### Problem details
Your output should contain every record, unchanged.

### Supplied records
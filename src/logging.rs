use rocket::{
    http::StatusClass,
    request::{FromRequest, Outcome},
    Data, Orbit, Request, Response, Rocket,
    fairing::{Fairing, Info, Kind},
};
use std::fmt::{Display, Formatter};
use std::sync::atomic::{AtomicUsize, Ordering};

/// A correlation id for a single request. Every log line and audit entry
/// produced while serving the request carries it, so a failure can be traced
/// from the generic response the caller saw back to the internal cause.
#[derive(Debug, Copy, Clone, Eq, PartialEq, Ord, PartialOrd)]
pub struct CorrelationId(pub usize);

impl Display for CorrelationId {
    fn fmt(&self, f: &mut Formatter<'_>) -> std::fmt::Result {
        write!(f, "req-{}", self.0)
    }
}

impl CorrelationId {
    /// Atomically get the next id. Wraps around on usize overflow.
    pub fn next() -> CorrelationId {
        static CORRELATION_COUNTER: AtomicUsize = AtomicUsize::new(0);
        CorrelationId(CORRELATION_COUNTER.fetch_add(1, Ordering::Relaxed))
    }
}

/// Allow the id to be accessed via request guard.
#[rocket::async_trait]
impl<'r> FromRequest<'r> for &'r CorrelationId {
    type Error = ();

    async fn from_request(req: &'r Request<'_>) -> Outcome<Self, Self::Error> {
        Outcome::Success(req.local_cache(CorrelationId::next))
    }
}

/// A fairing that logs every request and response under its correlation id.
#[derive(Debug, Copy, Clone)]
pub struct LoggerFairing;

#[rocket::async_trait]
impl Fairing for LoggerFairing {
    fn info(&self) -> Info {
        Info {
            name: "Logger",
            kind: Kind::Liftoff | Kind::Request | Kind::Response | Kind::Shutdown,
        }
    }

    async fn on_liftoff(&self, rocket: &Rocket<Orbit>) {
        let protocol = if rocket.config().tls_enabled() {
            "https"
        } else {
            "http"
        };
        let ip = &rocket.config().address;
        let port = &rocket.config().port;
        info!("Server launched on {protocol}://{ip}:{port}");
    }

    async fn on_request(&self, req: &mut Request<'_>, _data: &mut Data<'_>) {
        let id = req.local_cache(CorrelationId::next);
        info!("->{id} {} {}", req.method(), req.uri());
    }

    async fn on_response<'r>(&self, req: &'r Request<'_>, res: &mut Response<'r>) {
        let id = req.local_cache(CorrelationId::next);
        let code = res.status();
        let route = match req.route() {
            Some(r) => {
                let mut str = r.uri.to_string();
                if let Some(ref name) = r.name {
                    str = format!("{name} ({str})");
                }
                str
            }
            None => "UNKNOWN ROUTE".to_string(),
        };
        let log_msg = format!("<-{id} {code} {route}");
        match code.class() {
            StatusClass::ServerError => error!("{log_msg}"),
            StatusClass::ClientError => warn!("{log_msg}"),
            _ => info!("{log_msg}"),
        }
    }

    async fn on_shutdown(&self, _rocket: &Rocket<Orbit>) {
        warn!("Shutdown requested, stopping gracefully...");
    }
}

### Finished exercise
filename src/logging.rs
use rocket::{
    http::StatusClass,
    request::{FromRequest, Outcome},
    Data, Orbit, Request, Response, Rocket,
    fairing::{Fairing, Info, Kind},
};
use std::fmt::{Display, Formatter};
use std::sync::atomic::{AtomicUsize, Ordering};

/// A correlation id for a single request. Every log line and audit entry
/// produced while serving the request carries it, so a failure can be traced
/// from the generic response the caller saw back to the internal cause.
#[derive(Debug, Copy, Clone, Eq, PartialEq, Ord, PartialOrd)]
pub struct CorrelationId(pub usize);

impl Display for CorrelationId {
    fn fmt(&self, f: &mut Formatter<'_>) -> std::fmt::Result {
        write!(f, "req-{}", self.0)
    }
}

impl CorrelationId {
    /// Atomically get the next id. Wraps around on usize overflow.
    pub fn next() -> CorrelationId {
        static CORRELATION_COUNTER: AtomicUsize = AtomicUsize::new(0);
        CorrelationId(CORRELATION_COUNTER.fetch_add(1, Ordering::Relaxed))
    }
}

/// Allow the id to be accessed via request guard.
#[rocket::async_trait]
impl<'r> FromRequest<'r> for &'r CorrelationId {
    type Error = ();

    async fn from_request(req: &'r Request<'_>) -> Outcome<Self, Self::Error> {
        Outcome::Success(req.local_cache(CorrelationId::next))
    }
}

/// A fairing that logs every request and response under its correlation id.
#[derive(Debug, Copy, Clone)]
pub struct LoggerFairing;

#[rocket::async_trait]
impl Fairing for LoggerFairing {
    fn info(&self) -> Info {
        Info {
            name: "Logger",
            kind: Kind::Liftoff | Kind::Request | Kind::Response | Kind::Shutdown,
        }
    }

    async fn on_liftoff(&self, rocket: &Rocket<Orbit>) {
        let protocol = if rocket.config().tls_enabled() {
            "https"
        } else {
            "http"
        };
        let ip = &rocket.config().address;
        let port = &rocket.config().port;
        info!("Server launched on {protocol}://{ip}:{port}");
    }

    async fn on_request(&self, req: &mut Request<'_>, _data: &mut Data<'_>) {
        let id = req.local_cache(CorrelationId::next);
        info!("->{id} {} {}", req.method(), req.uri());
    }

    async fn on_response<'r>(&self, req: &'r Request<'_>, res: &mut Response<'r>) {
        let id = req.local_cache(CorrelationId::next);
        let code = res.status();
        let route = match req.route() {
            Some(r) => {
                let mut str = r.uri.to_string();
                if let Some(ref name) = r.name {
                    str = format!("{name} ({str})");
                }
                str
            }
            None => "UNKNOWN ROUTE".to_string(),
        };
        let log_msg = format!("<-{id} {code} {route}");
        match code.class() {
            StatusClass::ServerError => error!("{log_msg}"),
            StatusClass::ClientError => warn!("{log_msg}"),
            _ => info!("{log_msg}"),
        }
    }

    async fn on_shutdown(&self, _rocket: &Rocket<Orbit>) {
        warn!("Shutdown requested, stopping gracefully...");
    }
}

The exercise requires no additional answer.